MRT of oncolytic macrophages reduces tumour growth

In a final experiment to assess the therapeutic benefits of MRT, SPIO-loaded macrophages armed with the OV, Seprehvir (HSV1716), were administered to tumour-bearing mice. HSV1716 replication is supported by PC3 prostate cancer cells29 and here we show, for the first time, oncolysis in LNCaP cells in both hypoxic (0.5% O2) and normoxic (20% O2) conditions (Supplementary Fig. 4a). Seprehvir is readily taken up by macrophages and while uptake is significantly higher in normoxic culture conditions (Supplementary Fig. 4b), viral replication is greater in hypoxia and macrophage cell death is equally effective in a hypoxic environment (Supplementary Fig. 4c,d). In our in vivo model, tumour-bearing mice received either a single i.v. injection of OV-carrying macrophages (monocyte-derived macrophage (MDM)+OV), were placed in the static field of the scanner without MRT ‘MDM+OV(no MRT)’, or were exposed to the scanner with MRT (MDM+OV+MRT). For the purpose of comparison, ‘free’ OV was administered to a separate group of mice. Additional control groups of mice received either 100 μl saline treatment (control) or 3 million untreated macrophages (MDM) i.v. OV (1 × 107 plaque-forming unit29 alone significantly delayed primary tumour growth for up to 7 days compared with mice receiving PBS or MDM only (Fig. 5a). This effect was significantly prolonged with macrophage-mediated delivery of Seprehvir (P<0.006 at day 14 and P<0.007 day 21, a one-way analysis of variance followed by post hoc Bonferroni test was used for statistical analysis) and concurred with our previous studies where macrophages carrying OV were more effective over viral infusion alone17,18. Of note, no differences were observed in mice receiving MDM+OV but were not exposed to the MRI scanner and MDM+OV (no MRT) where the latter is exposed to the scanner but with no steering.

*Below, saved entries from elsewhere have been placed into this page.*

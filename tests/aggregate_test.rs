// ABOUTME: Unit tests for multi-distance aggregation
// ABOUTME: Canonical report ordering, percentile and age-grade means, median ability tier
//
// SPDX-License-Identifier: MIT OR Apache-2.0
// Copyright (c) 2025 racegrade contributors

#![allow(clippy::unwrap_used, clippy::expect_used, clippy::panic)]
#![allow(missing_docs)]

use racegrade::intelligence::{analyze_personal_bests, summarize};
use racegrade::models::{AbilityLevel, AgeGradeCategory, Distance, Gender, PersonalBest};

const EPS: f64 = 1e-9;

fn best(distance: Distance, seconds: u32) -> PersonalBest {
    PersonalBest { distance, seconds }
}

#[test]
fn test_no_personal_bests_yields_no_summary() {
    let (reports, summary) = analyze_personal_bests(&[], 35, Gender::Male);
    assert!(reports.is_empty());
    assert!(summary.is_none());
    assert!(summarize(&[]).is_none());
}

#[test]
fn test_zero_second_bests_are_skipped() {
    let bests = vec![best(Distance::FiveK, 0), best(Distance::TenK, 2400)];
    let (reports, summary) = analyze_personal_bests(&bests, 35, Gender::Male);

    assert_eq!(reports.len(), 1);
    assert_eq!(reports[0].distance, Distance::TenK);
    assert_eq!(summary.unwrap().distance_count, 1);
}

#[test]
fn test_reports_come_back_shortest_first() {
    let bests = vec![
        best(Distance::Marathon, 12_000),
        best(Distance::FiveK, 1400),
        best(Distance::TenK, 3000),
    ];
    let (reports, _) = analyze_personal_bests(&bests, 35, Gender::Male);

    let names: Vec<&str> = reports.iter().map(|r| r.distance_name.as_str()).collect();
    assert_eq!(names, vec!["5K", "10K", "Marathon"]);
}

#[test]
fn test_unknown_distances_sort_last_in_input_order() {
    let bests = vec![
        best(Distance::Other("B Event".to_owned()), 3000),
        best(Distance::FiveK, 1400),
        best(Distance::Other("A Event".to_owned()), 2000),
    ];
    let (reports, _) = analyze_personal_bests(&bests, 35, Gender::Male);

    let names: Vec<&str> = reports.iter().map(|r| r.distance_name.as_str()).collect();
    assert_eq!(names, vec!["5K", "B Event", "A Event"]);
}

#[test]
fn test_median_ability_tier() {
    // At age 30 the male 5K bands are 840 / 1020 / 1200 / 1440, so these
    // times land at elite, intermediate, and beginner; the median of the
    // three is intermediate
    let bests = vec![
        best(Distance::FiveK, 800),
        best(Distance::Other("Fell Race".to_owned()), 9999),
        best(Distance::TenK, 9000),
    ];
    let (_, summary) = analyze_personal_bests(&[bests[0].clone()], 30, Gender::Male);
    assert_eq!(summary.unwrap().ability_level, AbilityLevel::Elite);

    let (_, summary) = analyze_personal_bests(&bests, 30, Gender::Male);
    assert_eq!(summary.unwrap().ability_level, AbilityLevel::Intermediate);
}

#[test]
fn test_even_report_count_takes_upper_middle_tier() {
    // Elite and beginner with no middle ground resolves upward
    let bests = vec![best(Distance::FiveK, 800), best(Distance::TenK, 9000)];
    let (_, summary) = analyze_personal_bests(&bests, 30, Gender::Male);
    assert_eq!(summary.unwrap().ability_level, AbilityLevel::Elite);
}

#[test]
fn test_summary_means_and_categories() {
    let bests = vec![
        best(Distance::FiveK, 900),
        best(Distance::FiveK, 1020),
        best(Distance::FiveK, 1080),
    ];
    let (reports, summary) = analyze_personal_bests(&bests, 30, Gender::Male);
    let summary = summary.unwrap();

    assert_eq!(reports.len(), 3);
    assert_eq!(summary.distance_count, 3);

    // Percentiles 99.9, 99.0, 98.0 average to 98.966..., stored as 99.0
    assert!((summary.mean_percentile - 99.0).abs() < EPS);
    assert_eq!(summary.rating_message, "Outstanding multi-distance performance!");

    // Age grades 83.9, 74.0, 69.9 average to 75.9, regional class
    assert!((summary.mean_age_grade - 75.9).abs() < EPS);
    assert_eq!(summary.age_grade_category, AgeGradeCategory::Regional);
    assert_eq!(summary.ability_level, AbilityLevel::Advanced);
}

#[test]
fn test_ungraded_distances_stay_out_of_the_age_grade_mean() {
    let bests = vec![
        best(Distance::FiveK, 1200),
        best(Distance::Other("Fell Race".to_owned()), 2000),
    ];
    let (_, summary) = analyze_personal_bests(&bests, 30, Gender::Male);
    let summary = summary.unwrap();

    // Only the 5K produced a grade; the unknown distance contributes nothing
    assert!((summary.mean_age_grade - 62.9).abs() < EPS);
    assert_eq!(summary.age_grade_category, AgeGradeCategory::Club);

    // But its percentile still counts: (90.0 + 35.0) / 2
    assert!((summary.mean_percentile - 62.5).abs() < EPS);
    assert_eq!(summary.rating_message, "Solid running at multiple distances!");
}

#[test]
fn test_all_ungraded_reports_zero_sentinel() {
    let bests = vec![best(Distance::Other("Fell Race".to_owned()), 3000)];
    let (_, summary) = analyze_personal_bests(&bests, 35, Gender::Male);
    let summary = summary.unwrap();

    assert!((summary.mean_age_grade - 0.0).abs() < EPS);
    assert_eq!(summary.age_grade_category, AgeGradeCategory::Beginner);
    assert_eq!(summary.ability_level, AbilityLevel::Intermediate);
    assert!((summary.mean_percentile - 10.0).abs() < EPS);
    assert_eq!(summary.rating_message, "Keep training - you're making progress!");
}

#[test]
fn test_overall_message_ladder() {
    // Single-distance summaries make the mean percentile the report percentile
    let cases = [
        (1150, "Excellent across all distances!"),
        (1320, "Strong performances across the board!"),
        (1440, "Solid running at multiple distances!"),
        (1740, "Good foundation across distances!"),
    ];
    for (seconds, expected) in cases {
        let bests = vec![best(Distance::FiveK, seconds)];
        let (_, summary) = analyze_personal_bests(&bests, 30, Gender::Male);
        assert_eq!(summary.unwrap().rating_message, expected, "time {seconds}");
    }
}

However, MRT of our macrophage virotherapy was not only better at reducing the growth of the primary tumours from day 7 onwards but also delayed primary tumour regrowth for the entire experiment (Fig. 5a). Bioluminescence of mice receiving macrophage OV therapy with or without MRT on the first day of treatment (day 0) and at the end of the experiment (day 21) showed this marked reduction of the primary tumour (Fig. 5a,b). This was confirmed visually on the MRI scans (Fig. 5c). Furthermore, tumours undergoing MRT following macrophage-delivered OV were significantly more necrotic than those not receiving MRT (Fig. 5d).

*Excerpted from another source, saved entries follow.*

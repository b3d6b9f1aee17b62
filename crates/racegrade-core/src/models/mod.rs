// ABOUTME: Core data models for the racegrade analysis engine
// ABOUTME: Re-exports Distance, Gender, RaceResult, and the classification vocabulary
//
// SPDX-License-Identifier: MIT OR Apache-2.0
// Copyright (c) 2025 racegrade contributors

//! # Data Models
//!
//! Domain types shared across the workspace. Raw fetched records are
//! validated into [`RaceResult`] once, at the fetch boundary; everything
//! downstream works with the validated types only.
//!
//! ## Design Principles
//!
//! - **Source Agnostic**: The same shapes fit parkrun-style histories and
//!   PB-oriented rankings sites
//! - **Degrade Gracefully**: Unknown distances and genders carry defined
//!   fallbacks instead of failing
//! - **Serializable**: Every output type serializes directly to JSON for a
//!   presentation layer

// Domain modules
mod athlete;
mod distance;
mod race;
mod report;

// Athlete domain
pub use athlete::{AgeGroup, AthleteProfile, PersonalBest, DEFAULT_AGE};

// Distances and gender
pub use distance::{Distance, Gender};

// Race records
pub use race::{RaceResult, RawRaceRecord};

// Classification vocabulary
pub use report::{AbilityLevel, AgeGradeCategory, TrendDirection};
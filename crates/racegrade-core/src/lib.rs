// ABOUTME: Core types and shared building blocks for the racegrade workspace
// ABOUTME: Foundation crate with models, error handling, and the race-time codec
//
// SPDX-License-Identifier: MIT OR Apache-2.0
// Copyright (c) 2025 racegrade contributors

#![deny(unsafe_code)]

//! # Racegrade Core
//!
//! Foundation crate for the racegrade runner performance analysis engine.
//! It holds the types every other crate agrees on and is designed to change
//! infrequently, keeping incremental workspace builds cheap.
//!
//! ## Modules
//!
//! - **models**: Domain types (`RaceResult`, `Distance`, `Gender`, ability and
//!   age-grade vocabulary, athlete profile shapes)
//! - **errors**: Unified error handling with [`AppError`](errors::AppError) and
//!   [`ErrorCode`](errors::ErrorCode)
//! - **timefmt**: The `MM:SS` / `H:MM:SS` race-time codec

/// Unified error handling with standard error codes
pub mod errors;

/// Core domain models (`RaceResult`, `Distance`, `Gender`, report vocabulary)
pub mod models;

/// Race-time parsing and formatting (`MM:SS` / `H:MM:SS`)
pub mod timefmt;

Figure 5: Magnetic targeting increases the anti-tumour effects of oncolytic macrophages.
figure 5

Tumour-bearing mice were administered with a single dose of human monocyte-derived macrophages (MDMs) carrying the oncolytic virus, HSV1716 (MDM+OV). These were divided into three groups of mice (each with five mice per group). One group underwent MRT to either the prostate gland or lungs (MDM+OV+MRT) for 1 h, another was exposed to the MRI scanner but with no MRT (MDM+OV no MRT) and the third (MDM+OV) did not enter the MRI scanner. Additional groups of mice received 100 μl of PBS (Control), a single dose of 1 × 107 plaque-forming unit HSV1716 (OV) or 3 million untreated MDM. Mice were imaged weekly using the IVIS imaging system and, after 21 days, tumours and lungs were removed and processed for histology. (a) Tumour luminosity in n=5 mice per group showed MRT significantly improved the effect of OV-MDM on tumour growth. (b) Representative IVIS images and photographs of primary tumours following various treatments. (c) Representative RARE images for MDM+OV with or without MRT show marked difference in tumour size at the beginning and end of therapy. Representative images of haematoxylin- and eosin-stained sections from n=5 mice per group show (d) the area of necrosis (N) in primary tumours and (e) the number of metastases (see arrow, M, metastasis) in the lungs of mice receiving MDM+OV with or without MRT. Scale bar, 200 μm (de). Data shown are means±s.e.m. of n=5 mice per group. For the lung metastasis, quantitative analysis was carried out on 10 high-power fields (× 20 magnification) per tissue section. Comparisons between more than two groups were performed using one-way analysis of variance followed by post hoc Bonferroni test. *P<0.05; **P<0.001; ***P<0.0001 compared with MDM+OV+MRT to MDM+OV (no MRT) and ^P<0.05 and ^^P<0.001 is comparing MDM+OV (no MRT) and free OV group.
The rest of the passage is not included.